Madison pressed her forehead against mine.

“You couldn’t have known.

But we understand now, and we can use that knowledge to break the curse entirely.”

“The rings,”

I said, finally accepting the truth beyond my doubts.

“They truly are cursed by Ravina just like Astor’s crown.”

Madison nodded.

I thought of Eleanor, of my mother… Were there others who suffered mysterious ailments and early deaths? Others who had been claimed by Ravina's revenge? I shook my head.

Countless generations could have paid the price for wearing cursed gold?

“We have to destroy them,”

Madison said.

“Both rings, completely.

Only then will we be free.”

Elizabeth leaned forward in her chair.

“How do you propose to accomplish such a thing? These artifacts have survived for centuries…”

“The family chapel,”

I said, the answer coming to me with sudden certainty.

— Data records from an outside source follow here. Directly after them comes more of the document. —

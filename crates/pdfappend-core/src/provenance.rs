//! Change classification
//!
//! Decides, per object handle, whether the object has to be written to the
//! new revision and under which number.

use std::collections::HashMap;

use lopdf::{Object, ObjectId};
use tracing::{debug, warn};

use crate::arena::{Arena, Graphs, Handle};
use crate::serialize::object_bytes;

/// Where an object came from
#[derive(Debug, Clone, Copy, PartialEq, Eq)]
pub enum Provenance {
    /// Part of the read-only parse of the original bytes
    BaselineOnly,
    /// Part of the mutable parse of the original bytes
    WorkingCopy,
    /// Created or imported after loading
    Foreign,
}

impl From<Arena> for Provenance {
    fn from(arena: Arena) -> Self {
        match arena {
            Arena::Baseline => Provenance::BaselineOnly,
            Arena::Working => Provenance::WorkingCopy,
            Arena::Foreign => Provenance::Foreign,
        }
    }
}

#[derive(Debug, Clone, Copy, PartialEq, Eq)]
pub enum ChangeStatus {
    /// Identical to the original, nothing to write
    Unchanged,
    /// Must be written under an existing object number
    Replaced(ObjectId),
    /// Must be written under a newly allocated number
    Fresh,
}

impl ChangeStatus {
    pub fn is_unchanged(self) -> bool {
        matches!(self, ChangeStatus::Unchanged)
    }
}

pub struct Tracker<'a> {
    graphs: Graphs<'a>,
    /// Greatest object number at construction time
    greatest: u32,
    explicit: &'a HashMap<Handle, ObjectId>,
}

impl<'a> Tracker<'a> {
    pub fn new(graphs: Graphs<'a>, greatest: u32, explicit: &'a HashMap<Handle, ObjectId>) -> Self {
        Self {
            graphs,
            greatest,
            explicit,
        }
    }

    pub fn graphs(&self) -> Graphs<'a> {
        self.graphs
    }

    pub fn classify(&self, handle: Handle) -> ChangeStatus {
        let status = match Provenance::from(handle.arena) {
            Provenance::BaselineOnly => ChangeStatus::Unchanged,
            Provenance::WorkingCopy => self.classify_working(handle.id),
            Provenance::Foreign => match self.explicit.get(&handle) {
                Some(&id) => ChangeStatus::Replaced(id),
                None => ChangeStatus::Fresh,
            },
        };
        debug!(?handle, ?status, "classified object");
        status
    }

    fn classify_working(&self, id: ObjectId) -> ChangeStatus {
        if id.0 > self.greatest {
            return ChangeStatus::Fresh;
        }

        let Some(current) = self.graphs.working.objects.get(&id) else {
            warn!(id = ?id, "working object disappeared, treating as changed");
            return ChangeStatus::Replaced(id);
        };

        // Compressed-object containers are rebuilt by readers, never by us
        if is_container_stream(current) {
            return ChangeStatus::Unchanged;
        }

        match self.graphs.baseline.objects.get(&id) {
            Some(original) if object_bytes(original) == object_bytes(current) => {
                ChangeStatus::Unchanged
            }
            Some(_) => ChangeStatus::Replaced(id),
            None => {
                warn!(id = ?id, "no baseline counterpart, treating as changed");
                ChangeStatus::Replaced(id)
            }
        }
    }
}

/// Object streams and cross-reference streams
pub fn is_container_stream(object: &Object) -> bool {
    match object {
        Object::Stream(stream) => matches!(
            stream.dict.get(b"Type").and_then(Object::as_name),
            Ok(b"ObjStm") | Ok(b"XRef")
        ),
        _ => false,
    }
}
//! Signing through the appender and validating the result

mod common;

use lopdf::{Document, Object};
use pdfappend_core::{
    validate_signatures, AppendError, Appender, Handle, PdfSignature, Pkcs7Handler,
    SignatureField, SignatureHandler, XrefFormat,
};
use pretty_assertions::assert_eq;
use shared_crypto::EphemeralIdentity;

fn signature(name: &str) -> PdfSignature {
    PdfSignature::new(Pkcs7Handler::new(EphemeralIdentity::generate().with_name(name)))
        .with_reason("Approved")
        .with_location("Test Lab")
}

fn verifier() -> Pkcs7Handler<EphemeralIdentity> {
    Pkcs7Handler::new(EphemeralIdentity::generate())
}

fn sign_and_write(original: &[u8], fields: Vec<(u32, SignatureField)>) -> Vec<u8> {
    let mut appender = Appender::load(original.to_vec()).unwrap();
    for (page, field) in fields {
        appender.sign(page, field).unwrap();
    }
    let mut out = Vec::new();
    let summary = appender.write(&mut out).unwrap();
    assert_eq!(summary.total_len, out.len());
    out
}

#[test]
fn test_signed_document_validates() {
    let original = common::pdf(2);
    let field = SignatureField::new("Signature1").with_signature(signature("Alice"));
    let out = sign_and_write(&original, vec![(1, field)]);

    assert!(out.starts_with(&original));
    assert_eq!(common::page_count(&out), 2);

    let verifier = verifier();
    let reports = validate_signatures(&out, &[&verifier as &dyn SignatureHandler]).unwrap();
    assert_eq!(reports.len(), 1);

    let report = &reports[0];
    assert_eq!(report.field, "Signature1");
    assert_eq!(report.sub_filter, "adbe.pkcs7.detached");
    assert!(report.covers_document);
    assert!(report.valid);

    // Everything but the Contents value is covered
    let (first, second) = (report.byte_range[0], report.byte_range[1]);
    assert_eq!(first.0, 0);
    assert_eq!(out[first.0 + first.1], b'<');
    assert_eq!(out[second.0 - 1], b'>');
    assert_eq!(second.0 + second.1, out.len());
}

#[test]
fn test_edit_and_sign_table_document() {
    let original = common::table_pdf(2);
    let mut appender = Appender::load(original.clone()).unwrap();
    let page = appender.page(1).unwrap();
    let content_id = appender
        .object(page)
        .unwrap()
        .as_dict()
        .unwrap()
        .get(b"Contents")
        .unwrap()
        .as_reference()
        .unwrap();
    appender
        .object_mut(Handle::baseline(content_id))
        .unwrap()
        .as_stream_mut()
        .unwrap()
        .set_content(b"BT /F1 12 Tf 72 700 Td (Edited) Tj ET".to_vec());

    let field = SignatureField::new("Signature1").with_signature(signature("Carol"));
    appender.sign(1, field).unwrap();

    let mut out = Vec::new();
    let summary = appender.write(&mut out).unwrap();
    assert_eq!(summary.xref_format, XrefFormat::Table);
    assert_eq!(summary.signatures, 1);
    assert!(out.starts_with(&original));

    let revision = String::from_utf8_lossy(&out[original.len()..]).into_owned();
    assert!(revision.contains("\nxref\n"));
    assert!(revision.contains("trailer"));

    // The edited stream is written under its old number
    let doc = Document::load_mem(&out).unwrap();
    let page_id = doc.get_pages()[&1];
    assert_eq!(page_id, page.id);
    let contents = doc
        .get_object(page_id)
        .unwrap()
        .as_dict()
        .unwrap()
        .get(b"Contents")
        .unwrap()
        .as_reference()
        .unwrap();
    assert_eq!(contents, content_id);
    let text = String::from_utf8_lossy(&doc.get_page_content(page_id).unwrap()).into_owned();
    assert!(text.contains("(Edited)"));

    let verifier = verifier();
    let reports = validate_signatures(&out, &[&verifier as &dyn SignatureHandler]).unwrap();
    assert_eq!(reports.len(), 1);
    assert!(reports[0].valid);
    assert!(reports[0].covers_document);
}

#[test]
fn test_signature_is_registered_on_page_and_form() {
    let original = common::pdf(1);
    let field = SignatureField::new("Approval")
        .with_rect([300.0, 100.0, 180.0, 60.0])
        .with_signature(signature("Bob"));
    let out = sign_and_write(&original, vec![(1, field)]);

    let doc = Document::load_mem(&out).unwrap();
    let page_id = doc.get_pages()[&1];
    let page = doc.get_object(page_id).unwrap().as_dict().unwrap();
    let annots = page.get(b"Annots").unwrap().as_array().unwrap();
    assert_eq!(annots.len(), 1);
    let widget_id = annots[0].as_reference().unwrap();

    let catalog_id = doc.trailer.get(b"Root").unwrap().as_reference().unwrap();
    let catalog = doc.get_object(catalog_id).unwrap().as_dict().unwrap();
    let acroform_id = catalog.get(b"AcroForm").unwrap().as_reference().unwrap();
    let acroform = doc.get_object(acroform_id).unwrap().as_dict().unwrap();
    assert_eq!(acroform.get(b"SigFlags").unwrap().as_i64().unwrap(), 3);
    let fields = acroform.get(b"Fields").unwrap().as_array().unwrap();
    assert_eq!(fields[0].as_reference().unwrap(), widget_id);

    let widget = doc.get_object(widget_id).unwrap().as_dict().unwrap();
    assert_eq!(widget.get(b"P").unwrap().as_reference().unwrap(), page_id);
    assert_eq!(widget.get(b"FT").unwrap().as_name().unwrap(), b"Sig");
}

#[test]
fn test_multiple_signatures_in_one_revision() {
    let original = common::pdf(2);
    let out = sign_and_write(
        &original,
        vec![
            (1, SignatureField::new("Signature1").with_signature(signature("Alice"))),
            (2, SignatureField::new("Signature1").with_signature(signature("Bob"))),
        ],
    );

    let verifier = verifier();
    let reports = validate_signatures(&out, &[&verifier as &dyn SignatureHandler]).unwrap();
    assert_eq!(reports.len(), 2);

    let mut names: Vec<&str> = reports.iter().map(|r| r.field.as_str()).collect();
    names.sort_unstable();
    assert_eq!(names, vec!["Signature1", "Signature1_2"]);

    for report in &reports {
        assert!(report.valid, "{} did not validate", report.field);
        assert!(report.covers_document);
        // One gap per payload: three ranges around two Contents values
        assert_eq!(report.byte_range.len(), 3);
        for pair in report.byte_range.windows(2) {
            let (offset, length) = pair[0];
            assert!(offset + length < pair[1].0, "ranges overlap or touch");
        }
    }
    assert_eq!(reports[0].byte_range, reports[1].byte_range);
}

#[test]
fn test_tampering_breaks_the_signature() {
    let original = common::pdf(1);
    let field = SignatureField::new("Signature1").with_signature(signature("Alice"));
    let mut out = sign_and_write(&original, vec![(1, field)]);

    let needle = b"Signed by Alice";
    let position = out
        .windows(needle.len())
        .position(|window| window == needle)
        .unwrap();
    out[position] = b'Z';

    let verifier = verifier();
    let reports = validate_signatures(&out, &[&verifier as &dyn SignatureHandler]).unwrap();
    assert!(!reports[0].valid);
}

#[test]
fn test_unknown_sub_filter_is_reported_invalid() {
    let original = common::pdf(1);
    let field = SignatureField::new("Signature1").with_signature(signature("Alice"));
    let out = sign_and_write(&original, vec![(1, field)]);

    let reports = validate_signatures(&out, &[]).unwrap();
    assert_eq!(reports.len(), 1);
    assert!(!reports[0].valid);
}

#[test]
fn test_field_without_signature() {
    let mut appender = Appender::load(common::pdf(1)).unwrap();
    assert!(matches!(
        appender.sign(1, SignatureField::new("Empty")),
        Err(AppendError::MissingSignature)
    ));
}

#[test]
fn test_reservation_too_small_leaves_sink_empty() {
    let mut appender = Appender::load(common::pdf(1)).unwrap();
    let handler = Pkcs7Handler::new(EphemeralIdentity::generate()).with_reserve(64);
    appender
        .sign(1, SignatureField::new("Tiny").with_signature(PdfSignature::new(handler)))
        .unwrap();

    let mut sink = Vec::new();
    assert!(matches!(
        appender.write(&mut sink),
        Err(AppendError::SignatureTooLarge { .. })
    ));
    assert!(sink.is_empty());

    // A failed write still consumes the appender
    assert!(matches!(
        appender.write(&mut sink),
        Err(AppendError::AlreadyWritten)
    ));
    assert!(sink.is_empty());
}

#[test]
fn test_signing_a_second_revision() {
    let original = common::pdf(1);
    let first = sign_and_write(
        &original,
        vec![(1, SignatureField::new("Author").with_signature(signature("Alice")))],
    );
    let second = sign_and_write(
        &first,
        vec![(1, SignatureField::new("Reviewer").with_signature(signature("Bob")))],
    );
    assert!(second.starts_with(&first));

    let verifier = verifier();
    let reports = validate_signatures(&second, &[&verifier as &dyn SignatureHandler]).unwrap();
    assert_eq!(reports.len(), 2);
    assert!(reports.iter().all(|report| report.valid));

    let author = reports.iter().find(|r| r.field == "Author").unwrap();
    let reviewer = reports.iter().find(|r| r.field == "Reviewer").unwrap();
    // The first signature covers its own revision only
    assert!(!author.covers_document);
    assert!(reviewer.covers_document);

    let doc = Document::load_mem(&second).unwrap();
    let page = doc.get_object(doc.get_pages()[&1]).unwrap().as_dict().unwrap();
    let annots = page.get(b"Annots").unwrap().as_array().unwrap();
    assert_eq!(annots.len(), 2);
    assert!(annots.iter().all(|annot| matches!(annot, Object::Reference(_))));
}
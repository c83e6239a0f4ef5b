use thiserror::Error;

#[derive(Error, Debug)]
pub enum CryptoError {
    #[error("Invalid private key: {0}")]
    InvalidKey(String),

    #[error("Invalid public key: {0}")]
    InvalidPublicKey(String),

    #[error("Malformed DER: {0}")]
    MalformedDer(String),

    #[error("Missing CMS element: {0}")]
    MissingElement(&'static str),
}
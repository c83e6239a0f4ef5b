//! Detached CMS signatures (`adbe.pkcs7.detached`)

use sha2::{digest::DynDigest, Sha256};
use shared_crypto::{build_signed_data, parse_signed_data, SigningIdentity};

use super::{SignatureHandler, SignatureInfo};
use crate::error::{AppendError, Result};

pub const SUB_FILTER: &str = "adbe.pkcs7.detached";

/// Default `Contents` reservation in bytes
pub const DEFAULT_RESERVE: usize = 8192;

/// Upper bound for a SignedData with one self-signed P-256 certificate
const MAX_SIGNED_DATA_SIZE: usize = 4096;

/// ECDSA P-256 / SHA-256 signatures wrapped in CMS SignedData
pub struct Pkcs7Handler<I: SigningIdentity> {
    identity: I,
    reserve: usize,
}

impl<I: SigningIdentity> Pkcs7Handler<I> {
    pub fn new(identity: I) -> Self {
        Self {
            identity,
            reserve: DEFAULT_RESERVE,
        }
    }

    pub fn with_reserve(mut self, reserve: usize) -> Self {
        self.reserve = reserve;
        self
    }

    pub fn identity(&self) -> &I {
        &self.identity
    }
}

impl<I: SigningIdentity> SignatureHandler for Pkcs7Handler<I> {
    fn init_signature(&self, info: &mut SignatureInfo) {
        info.filter = "Adobe.PPKLite".to_string();
        info.sub_filter = SUB_FILTER.to_string();
        info.reserved = self.reserve;
        if info.name.is_none() {
            info.name = self.identity.signer_name().map(str::to_string);
        }
    }

    fn signature_size(&self) -> usize {
        MAX_SIGNED_DATA_SIZE
    }

    fn new_digest(&self) -> Box<dyn DynDigest> {
        Box::new(Sha256::default())
    }

    fn sign(&self, info: &SignatureInfo, digest: &[u8]) -> Result<Vec<u8>> {
        if digest.len() != 32 {
            return Err(AppendError::SignerError(format!(
                "expected a SHA-256 digest, got {} bytes",
                digest.len()
            )));
        }
        let signer_name = info
            .name
            .as_deref()
            .or_else(|| self.identity.signer_name())
            .unwrap_or("Unknown Signer");
        let signing_time = info.signing_time.format("%Y%m%d%H%M%SZ").to_string();

        Ok(build_signed_data(
            &self.identity,
            digest,
            signer_name,
            &signing_time,
        ))
    }

    fn is_applicable(&self, sub_filter: &[u8]) -> bool {
        sub_filter == SUB_FILTER.as_bytes()
    }

    fn validate(&self, contents: &[u8], digest: &[u8]) -> Result<bool> {
        let signed_data =
            parse_signed_data(contents).map_err(|e| AppendError::ValidationError(e.to_string()))?;
        signed_data
            .verify(digest)
            .map_err(|e| AppendError::ValidationError(e.to_string()))
    }
}

#[cfg(test)]
mod tests {
    use super::*;
    use shared_crypto::{sha256, EphemeralIdentity};

    fn handler() -> Pkcs7Handler<EphemeralIdentity> {
        Pkcs7Handler::new(EphemeralIdentity::generate().with_name("Alice"))
    }

    #[test]
    fn test_init_signature() {
        let mut info = SignatureInfo::default();
        handler().with_reserve(10_000).init_signature(&mut info);

        assert_eq!(info.sub_filter, SUB_FILTER);
        assert_eq!(info.reserved, 10_000);
        assert_eq!(info.name.as_deref(), Some("Alice"));
    }

    #[test]
    fn test_sign_and_validate() {
        let handler = handler();
        let mut info = SignatureInfo::default();
        handler.init_signature(&mut info);

        let digest = sha256(b"covered bytes");
        let contents = handler.sign(&info, &digest).unwrap();
        assert!(contents.len() <= handler.signature_size());

        // Placeholder padding must not disturb parsing
        let mut padded = contents.clone();
        padded.resize(info.reserved, 0);
        assert!(handler.validate(&padded, &digest).unwrap());

        let other = sha256(b"different bytes");
        assert!(!handler.validate(&padded, &other).unwrap());
    }

    #[test]
    fn test_digest_is_sha256() {
        let handler = handler();
        let mut digest = handler.new_digest();
        digest.update(b"abc");
        assert_eq!(digest.finalize().to_vec(), sha256(b"abc").to_vec());
    }

    #[test]
    fn test_rejects_wrong_digest_length() {
        let handler = handler();
        let info = SignatureInfo::default();
        assert!(matches!(
            handler.sign(&info, &[0u8; 20]),
            Err(AppendError::SignerError(_))
        ));
    }

    #[test]
    fn test_applicability_and_garbage() {
        let handler = handler();
        assert!(handler.is_applicable(b"adbe.pkcs7.detached"));
        assert!(!handler.is_applicable(b"ETSI.CAdES.detached"));
        assert!(matches!(
            handler.validate(&[0x01, 0x02], &[0u8; 32]),
            Err(AppendError::ValidationError(_))
        ));
    }
}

“If we are to face Ravina directly, it should be in the most sacred space on the estate.

Hallowed ground will provide some protection while we work.”

Madison's eyes lit with understanding.

“Do you think she’ll manifest when we attempt to destroy the rings?”

“I’m certain of it.

She’ll not relinquish her hold without a fight.”

I rose to my feet and helped Madison to hers, before offering Elizabeth my hand.

“Will you witness this?”

I asked before adding that it was sure to be dangerous.

Elizabeth studied my face for a long moment before nodding.

“I have wronged you both with my assumptions.

I owe it to my niece to help however I can.”